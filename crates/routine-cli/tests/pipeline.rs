//! Integration tests for the conversion pipeline.

use std::fs;
use std::path::Path;

use routine_cli::commands::{ConvertRequest, run_convert};
use routine_transform::AggregateOptions;
use serde_json::{Value, json};

const CSV: &str = "\
person,morning_product,morning_product_ingredients,morning_product_type,morning_product_link,night_product,night_product_ingredients,night_product_type,night_product_link,alcohol,sls,perfume,vitamin_c,vitamin_b,exfoliant,link_morning,link_night
Alice,Cleanser,\"Water, Glycerin\",,,,,,,true,false,false,false,false,false,http://x,
Bob,Sunscreen,\"Zinc Oxide , Water\",SPF,http://s,Retinol,,Serum,,false,false,true,false,false,false,http://b,http://b
Alice,Toner,Water,,,,,,,true,false,false,true,false,false,http://x,http://y
";

fn write_input(dir: &Path) -> std::path::PathBuf {
    let path = dir.join("routines.csv");
    fs::write(&path, CSV).unwrap();
    path
}

fn read_json(path: &Path) -> Value {
    serde_json::from_str(&fs::read_to_string(path).unwrap()).unwrap()
}

#[test]
fn converts_csv_to_nested_json() {
    let dir = tempfile::tempdir().unwrap();
    let input = write_input(dir.path());
    let output = dir.path().join("routines.json");

    let result = run_convert(&ConvertRequest::new(&input, &output)).unwrap();
    assert_eq!(result.record_count, 3);
    assert_eq!(result.routines.len(), 2);
    assert_eq!(result.product_count(), 4);
    assert_eq!(result.output.as_deref(), Some(output.as_path()));

    let document = read_json(&output);
    let routines = document["routines"].as_array().unwrap();
    assert_eq!(routines.len(), 2);

    let alice = &routines[0];
    assert_eq!(alice["title"], "Alice");
    assert_eq!(alice["sources"], json!(["http://x", "http://y"]));
    assert_eq!(alice["flags"], json!(["A", "C"]));
    assert_eq!(
        alice["steps"]["Morning"],
        json!([
            {"name": "Cleanser", "link": "", "type": "", "ingredients": ["Water", "Glycerin"], "flags": ["A"]},
            {"name": "Toner", "link": "", "type": "", "ingredients": ["Water"], "flags": ["A", "C"]}
        ])
    );
    assert_eq!(alice["steps"]["Evening"], json!([]));

    let bob = &routines[1];
    assert_eq!(bob["sources"], json!(["http://b"]));
    assert_eq!(bob["flags"], json!(["P"]));
    assert_eq!(bob["steps"]["Morning"][0]["ingredients"], json!(["Zinc Oxide", "Water"]));
    assert_eq!(bob["steps"]["Morning"][0]["type"], "SPF");
    assert_eq!(
        bob["steps"]["Evening"],
        json!([{"name": "Retinol", "link": "", "type": "Serum", "ingredients": [""], "flags": ["P"]}])
    );
}

#[test]
fn drop_empty_ingredients_option_is_applied() {
    let dir = tempfile::tempdir().unwrap();
    let input = write_input(dir.path());
    let output = dir.path().join("routines.json");

    let request = ConvertRequest::new(&input, &output)
        .with_options(AggregateOptions::drop_empty_ingredients());
    run_convert(&request).unwrap();

    let document = read_json(&output);
    assert_eq!(
        document["routines"][1]["steps"]["Evening"][0]["ingredients"],
        json!([])
    );
}

#[test]
fn dry_run_writes_nothing() {
    let dir = tempfile::tempdir().unwrap();
    let input = write_input(dir.path());
    let output = dir.path().join("routines.json");

    let result = run_convert(&ConvertRequest::new(&input, &output).with_dry_run(true)).unwrap();
    assert!(result.output.is_none());
    assert_eq!(result.routines.len(), 2);
    assert!(!output.exists());
}

#[test]
fn missing_input_is_reported_with_context() {
    let dir = tempfile::tempdir().unwrap();
    let output = dir.path().join("routines.json");

    let error = run_convert(&ConvertRequest::new(dir.path().join("absent.csv"), &output))
        .unwrap_err();
    let message = format!("{error:#}");
    assert!(message.starts_with("read input"), "{message}");
    assert!(message.contains("absent.csv"), "{message}");
    assert!(!output.exists());
}

#[test]
fn decode_failure_produces_no_output() {
    let dir = tempfile::tempdir().unwrap();
    let input = dir.path().join("bad.csv");
    fs::write(&input, "person,alcohol\nAlice,perhaps\n").unwrap();
    let output = dir.path().join("routines.json");

    let error = run_convert(&ConvertRequest::new(&input, &output)).unwrap_err();
    assert!(format!("{error:#}").contains("line 2"));
    assert!(!output.exists());
}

▸ Required work:
Write out every record exactly as it appears above.

▸ Exercise answer:
filename crates/routine-cli/tests/pipeline.rs
//! Integration tests for the conversion pipeline.

use std::fs;
use std::path::Path;

use routine_cli::commands::{ConvertRequest, run_convert};
use routine_transform::AggregateOptions;
use serde_json::{Value, json};

const CSV: &str = "\
person,morning_product,morning_product_ingredients,morning_product_type,morning_product_link,night_product,night_product_ingredients,night_product_type,night_product_link,alcohol,sls,perfume,vitamin_c,vitamin_b,exfoliant,link_morning,link_night
Alice,Cleanser,\"Water, Glycerin\",,,,,,,true,false,false,false,false,false,http://x,
Bob,Sunscreen,\"Zinc Oxide , Water\",SPF,http://s,Retinol,,Serum,,false,false,true,false,false,false,http://b,http://b
Alice,Toner,Water,,,,,,,true,false,false,true,false,false,http://x,http://y
";

fn write_input(dir: &Path) -> std::path::PathBuf {
    let path = dir.join("routines.csv");
    fs::write(&path, CSV).unwrap();
    path
}

fn read_json(path: &Path) -> Value {
    serde_json::from_str(&fs::read_to_string(path).unwrap()).unwrap()
}

#[test]
fn converts_csv_to_nested_json() {
    let dir = tempfile::tempdir().unwrap();
    let input = write_input(dir.path());
    let output = dir.path().join("routines.json");

    let result = run_convert(&ConvertRequest::new(&input, &output)).unwrap();
    assert_eq!(result.record_count, 3);
    assert_eq!(result.routines.len(), 2);
    assert_eq!(result.product_count(), 4);
    assert_eq!(result.output.as_deref(), Some(output.as_path()));

    let document = read_json(&output);
    let routines = document["routines"].as_array().unwrap();
    assert_eq!(routines.len(), 2);

    let alice = &routines[0];
    assert_eq!(alice["title"], "Alice");
    assert_eq!(alice["sources"], json!(["http://x", "http://y"]));
    assert_eq!(alice["flags"], json!(["A", "C"]));
    assert_eq!(
        alice["steps"]["Morning"],
        json!([
            {"name": "Cleanser", "link": "", "type": "", "ingredients": ["Water", "Glycerin"], "flags": ["A"]},
            {"name": "Toner", "link": "", "type": "", "ingredients": ["Water"], "flags": ["A", "C"]}
        ])
    );
    assert_eq!(alice["steps"]["Evening"], json!([]));

    let bob = &routines[1];
    assert_eq!(bob["sources"], json!(["http://b"]));
    assert_eq!(bob["flags"], json!(["P"]));
    assert_eq!(bob["steps"]["Morning"][0]["ingredients"], json!(["Zinc Oxide", "Water"]));
    assert_eq!(bob["steps"]["Morning"][0]["type"], "SPF");
    assert_eq!(
        bob["steps"]["Evening"],
        json!([{"name": "Retinol", "link": "", "type": "Serum", "ingredients": [""], "flags": ["P"]}])
    );
}

#[test]
fn drop_empty_ingredients_option_is_applied() {
    let dir = tempfile::tempdir().unwrap();
    let input = write_input(dir.path());
    let output = dir.path().join("routines.json");

    let request = ConvertRequest::new(&input, &output)
        .with_options(AggregateOptions::drop_empty_ingredients());
    run_convert(&request).unwrap();

    let document = read_json(&output);
    assert_eq!(
        document["routines"][1]["steps"]["Evening"][0]["ingredients"],
        json!([])
    );
}

#[test]
fn dry_run_writes_nothing() {
    let dir = tempfile::tempdir().unwrap();
    let input = write_input(dir.path());
    let output = dir.path().join("routines.json");

    let result = run_convert(&ConvertRequest::new(&input, &output).with_dry_run(true)).unwrap();
    assert!(result.output.is_none());
    assert_eq!(result.routines.len(), 2);
    assert!(!output.exists());
}

#[test]
fn missing_input_is_reported_with_context() {
    let dir = tempfile::tempdir().unwrap();
    let output = dir.path().join("routines.json");

    let error = run_convert(&ConvertRequest::new(dir.path().join("absent.csv"), &output))
        .unwrap_err();
    let message = format!("{error:#}");
    assert!(message.starts_with("read input"), "{message}");
    assert!(message.contains("absent.csv"), "{message}");
    assert!(!output.exists());
}

#[test]
fn decode_failure_produces_no_output() {
    let dir = tempfile::tempdir().unwrap();
    let input = dir.path().join("bad.csv");
    fs::write(&input, "person,alcohol\nAlice,perhaps\n").unwrap();
    let output = dir.path().join("routines.json");

    let error = run_convert(&ConvertRequest::new(&input, &output)).unwrap_err();
    assert!(format!("{error:#}").contains("line 2"));
    assert!(!output.exists());
}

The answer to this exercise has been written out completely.